I am amazed at those Golding wheels!!! I think I need a towel so I can wipe the drool off my chin!

I had a very strange drop spindle experience today. The entire family was gathered at my brother's place and we were exchanging gifts. One of the things I gave my sister was a drop spindle kit. She was sooo excited! She was about bouncing off her chair and said, "Show me how it works!! Show me how it works!"

Suddenly everyone in the room was looking at me. GULP! I pretended to know what I was doing. I have only had my drop spindle a few weeks and have not had near enough time to practice but I had to give it a go. I didn't have time to think, which was probably a good thing...because right there in that moment it all came together. I was like my hands simply knew how to do it. 

It was even. It had a nice twist. It almost spun itself. 

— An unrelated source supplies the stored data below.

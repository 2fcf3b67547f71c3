// ABOUTME: JSON-RPC 2.0 and MCP wire types exchanged over the protocol stream
// ABOUTME: Defines requests, responses, error codes, handshake results, and tool results
//
// SPDX-License-Identifier: MIT OR Apache-2.0
// Copyright (c) 2026 dravr.ai

use serde::{Deserialize, Serialize};
use serde_json::Value;

/// MCP protocol version supported by this server
pub const PROTOCOL_VERSION: &str = "2024-11-05";

/// Server name reported during MCP handshake
pub const SERVER_NAME: &str = "apiscout-mcp";

/// Server version reported during MCP handshake
pub const SERVER_VERSION: &str = env!("CARGO_PKG_VERSION");

/// The only JSON-RPC version accepted
pub const JSONRPC_VERSION: &str = "2.0";

// ============================================================================
// JSON-RPC Error Codes
// ============================================================================

/// JSON-RPC parse error: invalid JSON received
pub const PARSE_ERROR: i32 = -32_700;

/// JSON-RPC invalid request (e.g. wrong protocol version)
pub const INVALID_REQUEST: i32 = -32_600;

/// JSON-RPC method not found
pub const METHOD_NOT_FOUND: i32 = -32_601;

/// JSON-RPC invalid parameters
pub const INVALID_PARAMS: i32 = -32_602;

/// JSON-RPC internal error
pub const INTERNAL_ERROR: i32 = -32_603;

// ============================================================================
// JSON-RPC Messages
// ============================================================================

/// Incoming JSON-RPC message; an absent (or null) id marks a notification
#[derive(Debug, Deserialize)]
pub struct JsonRpcRequest {
    /// Protocol version marker, checked by the server
    #[serde(default)]
    pub jsonrpc: String,
    /// Request identifier (None for notifications)
    #[serde(default)]
    pub id: Option<Value>,
    /// Method name
    pub method: String,
    /// Method parameters
    #[serde(default)]
    pub params: Option<Value>,
}

/// Outgoing JSON-RPC response
///
/// `id` is always serialized; it is `null` only when the request's id is
/// unknown (unparseable input or a non-object message).
#[derive(Debug, Serialize)]
pub struct JsonRpcResponse {
    /// Always "2.0"
    pub jsonrpc: String,
    /// Matching request identifier
    pub id: Option<Value>,
    /// Success payload
    #[serde(skip_serializing_if = "Option::is_none")]
    pub result: Option<Value>,
    /// Error payload
    #[serde(skip_serializing_if = "Option::is_none")]
    pub error: Option<JsonRpcError>,
}

/// JSON-RPC error object
#[derive(Debug, Serialize)]
pub struct JsonRpcError {
    /// Numeric error code
    pub code: i32,
    /// Human-readable error message
    pub message: String,
    /// Additional error data
    #[serde(skip_serializing_if = "Option::is_none")]
    pub data: Option<Value>,
}

impl JsonRpcResponse {
    /// Build a success response with the given result
    pub fn success(id: Option<Value>, result: Value) -> Self {
        Self {
            jsonrpc: JSONRPC_VERSION.to_owned(),
            id,
            result: Some(result),
            error: None,
        }
    }

    /// Build an error response with the given code and message
    pub fn error(id: Option<Value>, code: i32, message: String) -> Self {
        Self {
            jsonrpc: JSONRPC_VERSION.to_owned(),
            id,
            result: None,
            error: Some(JsonRpcError {
                code,
                message,
                data: None,
            }),
        }
    }
}

// ============================================================================
// MCP Initialize
// ============================================================================

/// Parameters for the `initialize` request, read only for logging
#[derive(Debug, Deserialize)]
pub struct InitializeParams {
    /// Protocol version requested by the client
    #[serde(rename = "protocolVersion", default)]
    pub protocol_version: Option<String>,
    /// Client identification
    #[serde(rename = "clientInfo", default)]
    pub client_info: Option<ClientInfo>,
}

/// Client identification sent during initialization
#[derive(Debug, Deserialize)]
pub struct ClientInfo {
    /// Client name
    pub name: String,
    /// Client version
    #[serde(default)]
    pub version: Option<String>,
}

/// Result of a successful `initialize` response
#[derive(Debug, Serialize)]
pub struct InitializeResult {
    /// Protocol version the server supports
    #[serde(rename = "protocolVersion")]
    pub protocol_version: String,
    /// Server capabilities
    pub capabilities: ServerCapabilities,
    /// Server identification
    #[serde(rename = "serverInfo")]
    pub server_info: ServerInfo,
}

impl Default for InitializeResult {
    fn default() -> Self {
        Self {
            protocol_version: PROTOCOL_VERSION.to_owned(),
            capabilities: ServerCapabilities {
                tools: Some(ToolsCapability {}),
            },
            server_info: ServerInfo {
                name: SERVER_NAME.to_owned(),
                version: SERVER_VERSION.to_owned(),
            },
        }
    }
}

/// Server identification
#[derive(Debug, Serialize)]
pub struct ServerInfo {
    /// Server name
    pub name: String,
    /// Server version
    pub version: String,
}

/// Server capability declarations
#[derive(Debug, Serialize)]
pub struct ServerCapabilities {
    /// Tool support (presence signals tools are available)
    #[serde(skip_serializing_if = "Option::is_none")]
    pub tools: Option<ToolsCapability>,
}

/// Marker type indicating the server supports MCP tools
#[derive(Debug, Serialize)]
pub struct ToolsCapability {}

// ============================================================================
// MCP Tools
// ============================================================================

/// Tool definition exposed via `tools/list`
#[derive(Debug, Clone, Serialize)]
pub struct ToolDefinition {
    /// Unique tool name
    pub name: String,
    /// Human-readable tool description
    pub description: String,
    /// JSON Schema describing the tool's input
    #[serde(rename = "inputSchema")]
    pub input_schema: Value,
}

/// Result of a `tools/list` call
#[derive(Debug, Serialize)]
pub struct ToolsListResult {
    /// Available tool definitions
    pub tools: Vec<ToolDefinition>,
}

/// Parameters for a `tools/call` request
#[derive(Debug, Deserialize)]
pub struct CallToolParams {
    /// Name of the tool to invoke
    pub name: String,
    /// Tool arguments
    #[serde(default)]
    pub arguments: Option<Value>,
}

/// Result of a `tools/call` invocation
///
/// `is_error` marks a tool-level failure; the JSON-RPC response itself is
/// still a success.
#[derive(Debug, Clone, PartialEq, Eq, Serialize)]
pub struct CallToolResult {
    /// Response content parts
    pub content: Vec<ContentPart>,
    /// Whether this result represents an error
    #[serde(rename = "isError", skip_serializing_if = "Option::is_none")]
    pub is_error: Option<bool>,
}

/// A content part within a tool result
#[derive(Debug, Clone, PartialEq, Eq, Serialize)]
pub struct ContentPart {
    /// Content type (always "text")
    #[serde(rename = "type")]
    pub content_type: String,
    /// Text content
    pub text: String,
}

impl CallToolResult {
    /// Build a successful text result
    pub fn text(content: String) -> Self {
        Self {
            content: vec![ContentPart {
                content_type: "text".to_owned(),
                text: content,
            }],
            is_error: None,
        }
    }

    /// Build an error result with the given message
    pub fn error(message: String) -> Self {
        Self {
            content: vec![ContentPart {
                content_type: "text".to_owned(),
                text: message,
            }],
            is_error: Some(true),
        }
    }

    /// Whether this result is a tool-level error
    pub fn is_error(&self) -> bool {
        self.is_error == Some(true)
    }

    /// Text of the first content part
    pub fn first_text(&self) -> &str {
        self.content.first().map_or("", |part| part.text.as_str())
    }
}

No one was more surprised than I was. 

I think it was a Christmas Miracle. :angel:


----------



## Marchwind (May 10, 2002)

That's how it happens Kasota. One day you just have at "Ah ha" moment and it all comes together. Did you run home and work on your spindle? Is the spindle your sister has the same as yours? That can make a big difference too. Same with the fibers being used. Roving is generally much easier to spin than a top would be.


----------



## Kasota (Nov 25, 2013)

Marchwind, I wish I'd had the time to work with my spindle when I got home but I was exhausted from the day. I bought both the kits at the fair and so the spindle and roving was the same. 

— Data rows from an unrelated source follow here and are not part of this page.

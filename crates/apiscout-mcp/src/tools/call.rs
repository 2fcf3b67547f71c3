// ABOUTME: MCP tool invoking any catalogued operation by operationId with named arguments
// ABOUTME: Delegates to the library CallDispatcher and maps its outcome to a tool result
//
// SPDX-License-Identifier: MIT OR Apache-2.0
// Copyright (c) 2026 dravr.ai

use apiscout::{ApiError, ApiRegistry, CallDispatcher};
use async_trait::async_trait;
use serde_json::{json, Value};

use crate::protocol::{CallToolResult, ToolDefinition};
use crate::tools::{api_scope, input_schema, required_string_arg, resolve_api, McpTool};

/// Calls an endpoint; every failure short of a protocol fault is a tool error
pub struct CallApi;

#[async_trait]
impl McpTool for CallApi {
    fn name(&self) -> &'static str {
        "call_api"
    }

    fn definition(&self, registry: &ApiRegistry) -> Option<ToolDefinition> {
        Some(ToolDefinition {
            name: self.name().to_owned(),
            description: format!(
                "Call an API endpoint{} by its operationId.\n\
                 First use list_api_endpoints or search_api to find the operationId and required parameters.\n\
                 Pass parameters as a JSON object with parameter names as keys.",
                api_scope(registry)
            ),
            input_schema: input_schema(
                registry,
                vec![
                    (
                        "operationId",
                        json!({
                            "type": "string",
                            "description": "The operationId of the API to call. Get this from list_api_endpoints or search_api."
                        }),
                    ),
                    (
                        "parameters",
                        json!({
                            "type": "object",
                            "description": "Parameters for the API call as a JSON object. Include path, query, header, and body parameters as needed."
                        }),
                    ),
                    (
                        "headers",
                        json!({
                            "type": "object",
                            "description": "Extra HTTP headers to send, as a JSON object. An Authorization header here replaces the configured credential."
                        }),
                    ),
                ],
                &["operationId"],
            ),
        })
    }

    async fn execute(
        &self,
        registry: &ApiRegistry,
        arguments: &Value,
    ) -> Result<CallToolResult, ApiError> {
        let entry = match resolve_api(registry, arguments) {
            Ok(entry) => entry,
            Err(result) => return Ok(result),
        };
        let operation_id = match required_string_arg(arguments, "operationId") {
            Ok(id) => id,
            Err(result) => return Ok(result),
        };

        let outcome = CallDispatcher::new(entry)
            .call(
                operation_id,
                arguments.get("parameters"),
                arguments.get("headers"),
            )
            .await;

        Ok(match outcome {
            Ok(text) => CallToolResult::text(text),
            Err(e) => CallToolResult::error(e.to_string()),
        })
    }
}

#[cfg(test)]
mod tests {
    use apiscout::HttpMethod;

    use super::*;
    use crate::tools::test_support::{petstore, CountingClient};

    #[tokio::test]
    async fn calls_the_resolved_endpoint() {
        let client = CountingClient::new(r#"{"id":42,"name":"Rex"}"#);
        let registry = ApiRegistry::new(vec![petstore("petstore", client.clone())]);

        let result = CallApi
            .execute(
                &registry,
                &json!({"operationId": "getPetById", "parameters": {"petId": "42"}}),
            )
            .await
            .expect("execute");

        assert!(!result.is_error());
        assert!(result.first_text().starts_with("=== HTTP Response ==="));
        assert!(result.first_text().contains("\"name\": \"Rex\""));

        let calls = client.calls();
        assert_eq!(calls.len(), 1);
        assert_eq!(calls[0].method, HttpMethod::Get);
        assert_eq!(calls[0].path, "/pet/42");
    }

    #[tokio::test]
    async fn missing_parameters_never_reach_the_client() {
        let client = CountingClient::new("{}");
        let registry = ApiRegistry::new(vec![petstore("petstore", client.clone())]);

        let result = CallApi
            .execute(&registry, &json!({"operationId": "addPet", "parameters": {"status": "sold"}}))
            .await
            .expect("execute");

        assert!(result.is_error());
        assert!(result
            .first_text()
            .starts_with("Missing required parameters: name (body)"));
        assert!(client.calls().is_empty());
    }

    #[tokio::test]
    async fn targets_the_named_api_among_several() {
        let local = CountingClient::new("{}");
        let dev = CountingClient::new("{}");
        let registry = ApiRegistry::new(vec![
            petstore("Local", local.clone()),
            petstore("dev", dev.clone()),
        ]);

        let result = CallApi
            .execute(&registry, &json!({"api": "local", "operationId": "getInventory"}))
            .await
            .expect("execute");

        assert!(!result.is_error());
        assert_eq!(local.calls().len(), 1);
        assert!(dev.calls().is_empty());
    }

    #[tokio::test]
    async fn unknown_operation_points_to_discovery_tools() {
        let registry = ApiRegistry::new(vec![petstore("petstore", CountingClient::new("{}"))]);
        let result = CallApi
            .execute(&registry, &json!({"operationId": "deletePet"}))
            .await
            .expect("execute");
        assert!(result.is_error());
        assert!(result.first_text().starts_with("Endpoint not found: deletePet"));
    }

    #[tokio::test]
    async fn operation_id_is_required() {
        let registry = ApiRegistry::new(vec![petstore("petstore", CountingClient::new("{}"))]);
        let result = CallApi.execute(&registry, &json!({})).await.expect("execute");
        assert!(result.is_error());
        assert_eq!(result.first_text(), "'operationId' parameter is required");
    }
}
// ABOUTME: CLI entry point for the apiscout MCP server binary
// ABOUTME: Parses API sources, loads their documents into a registry, and serves over stdio
//
// SPDX-License-Identifier: Apache-2.0
// Copyright (c) 2026 dravr.ai

use std::path::PathBuf;
use std::sync::Arc;
use std::time::Duration;

use apiscout::config::{apply_overrides, parse_named_value, parse_timeout};
use apiscout::{
    ApiError, ApiRegistry, ApiSource, DocumentLoader, HttpClientConfig, ReqwestClientFactory,
    DEFAULT_API_NAME,
};
use apiscout_mcp::{build_tool_registry, McpServer, McpTransport, StdioTransport};
use clap::Parser;
use tracing::info;

const USAGE_HINT: &str = "No API configured.\n\n\
Usage:\n  \
apiscout-mcp <SPEC> [BASE_URL]\n  \
apiscout-mcp --api local=http://localhost:8080/v3/api-docs --api dev=./dev-openapi.yaml\n\n\
Environment:\n  \
APISCOUT_SPEC_URL, APISCOUT_BASE_URL   single API registered as \"default\"\n  \
APISCOUT_APIS                          comma-separated NAME=SOURCE pairs\n  \
APISCOUT_AUTH                          comma-separated NAME=CREDENTIAL pairs";

/// apiscout-mcp: browse, search, and call OpenAPI-described REST APIs over MCP
#[derive(Parser)]
#[command(name = "apiscout-mcp", version, about)]
struct Cli {
    /// OpenAPI/Swagger document URL or path, registered as "default"
    #[arg(env = "APISCOUT_SPEC_URL")]
    spec: Option<String>,

    /// Base URL for the positional document, overriding the one it declares
    #[arg(env = "APISCOUT_BASE_URL")]
    base_url: Option<String>,

    /// Register an API (repeatable)
    #[arg(
        long = "api",
        value_name = "NAME=SOURCE",
        env = "APISCOUT_APIS",
        value_delimiter = ',',
        value_parser = parse_named_value
    )]
    apis: Vec<(String, String)>,

    /// Fixed Authorization header value for an API (repeatable)
    #[arg(
        long = "auth",
        value_name = "NAME=CREDENTIAL",
        env = "APISCOUT_AUTH",
        value_delimiter = ',',
        value_parser = parse_named_value,
        hide_env_values = true
    )]
    auth: Vec<(String, String)>,

    /// Base URL override for a named API (repeatable)
    #[arg(long = "base-url", value_name = "NAME=URL", value_parser = parse_named_value)]
    base_urls: Vec<(String, String)>,

    /// Timeout in seconds for document fetches and API calls [default: 30]
    #[arg(long, value_name = "SECS", env = "APISCOUT_TIMEOUT", value_parser = parse_timeout)]
    timeout: Option<Duration>,

    /// TOML file with [[api]] tables (defaults to <config dir>/apiscout/config.toml)
    #[arg(long, value_name = "PATH")]
    config: Option<PathBuf>,
}

impl Cli {
    /// Entries from the command line and environment, in declaration order
    fn sources(&self) -> Vec<ApiSource> {
        let mut sources = Vec::new();

        if let Some(spec) = self.spec.as_deref().filter(|s| !s.trim().is_empty()) {
            let mut source = ApiSource::new(DEFAULT_API_NAME, spec);
            if let Some(base_url) = self.base_url.as_deref().filter(|s| !s.trim().is_empty()) {
                source = source.with_base_url(base_url);
            }
            sources.push(source);
        }

        sources.extend(
            self.apis
                .iter()
                .map(|(name, source)| ApiSource::new(name, source)),
        );
        sources
    }
}

/// File entries (when enabled) followed by CLI entries, with overrides applied
async fn resolve_sources(cli: &Cli, http: &mut HttpClientConfig) -> Result<Vec<ApiSource>, ApiError> {
    let mut sources = load_file_sources(cli, http).await?;
    sources.extend(cli.sources());

    if sources.is_empty() {
        return Err(ApiError::config(USAGE_HINT));
    }

    apply_overrides(&mut sources, &cli.auth, &cli.base_urls)?;
    Ok(sources)
}

#[cfg(feature = "config-file")]
async fn load_file_sources(cli: &Cli, http: &mut HttpClientConfig) -> Result<Vec<ApiSource>, ApiError> {
    use apiscout::config::FileConfig;

    let path = match &cli.config {
        Some(path) => path.clone(),
        None => match FileConfig::default_path().filter(|p| p.is_file()) {
            Some(path) => path,
            None => return Ok(Vec::new()),
        },
    };

    let file = FileConfig::load(&path).await?;
    info!(path = %path.display(), apis = file.apis.len(), "Loaded config file");
    if let (None, Some(secs)) = (cli.timeout, file.timeout_secs) {
        http.timeout = Duration::from_secs(secs);
    }
    Ok(file.apis)
}

#[cfg(not(feature = "config-file"))]
async fn load_file_sources(cli: &Cli, _http: &mut HttpClientConfig) -> Result<Vec<ApiSource>, ApiError> {
    match &cli.config {
        Some(path) => Err(ApiError::config(format!(
            "Cannot read {}: this build has no config file support (enable the config-file feature)",
            path.display()
        ))),
        None => Ok(Vec::new()),
    }
}

#[tokio::main]
async fn main() -> Result<(), Box<dyn std::error::Error>> {
    // Logs go to stderr to keep stdout clean for the protocol stream
    tracing_subscriber::fmt()
        .with_env_filter(
            tracing_subscriber::EnvFilter::try_from_default_env()
                .unwrap_or_else(|_| tracing_subscriber::EnvFilter::new("info")),
        )
        .with_writer(std::io::stderr)
        .init();

    let cli = Cli::parse();

    let mut http = HttpClientConfig::default();
    if let Some(timeout) = cli.timeout {
        http = http.with_timeout(timeout);
    }
    let sources = resolve_sources(&cli, &mut http).await?;

    info!(apis = sources.len(), timeout_secs = http.timeout.as_secs(), "Loading API documents");

    let loader = DocumentLoader::new(&http)?;
    let factory = ReqwestClientFactory::new(http);
    let registry = Arc::new(ApiRegistry::load(&sources, &loader, &factory).await);

    info!(
        apis = ?registry.names(),
        "Starting apiscout MCP server on stdio"
    );

    let server = Arc::new(McpServer::new(registry, build_tool_registry()));
    StdioTransport::stdio().serve(server).await?;

    Ok(())
}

I had to look up what a top is but I don't understand. Is a "top" the longer fibers? I would think those would be easier to spin that shorter fibers. 

So much to learn....

I am going to work more with my drop spindle when I get home today. Maybe I can slide out of work a wee bit early....


----------



## Marchwind (May 10, 2002)

Okay here is a bunch of information that will fit right in with your conversation about carders and combs. Roving is generally carded fibers and if you were to take a section and open it up to you can hold it up to the light or window and light it from behind, you will notice all the fibers are higglety-pigglety going every which way. If you do the same thing with a top, all the fibers will be perfectly parallel to each other. These days, everyone calls just about any unspun fiber a roving, it isn't. When you spin a carded fiber you will get a woolen spun yarn. A woolen spun yarn is full of air and very poofy and really warm. When you spin a top you will have a true worsted spun yarn (not to be confused with a worstedw eight yarn). A true worsted spun yarn is sleek, tight and very sturdy, but because all the air has been squished out of it it isn't as warm as a woolen spun yarn but it is durable. Now between a real roving and a top there is lots of in between stuff. Terms you may see are, sliver, batts, rolags, and punis. I think for now you have enough to digest, the others can be addressed when you are uneasy. They all have to do with how the fiber is prepped after washing and before spinning. Here's a little bit that may help you out some. http://abbysyarns.com/2007/08/whats-are-batts-top-roving-and-so-forth


----------



## Miz Mary (Feb 15, 2003)

I just bought a "Spindolyn" .... should be here in the next day or so ....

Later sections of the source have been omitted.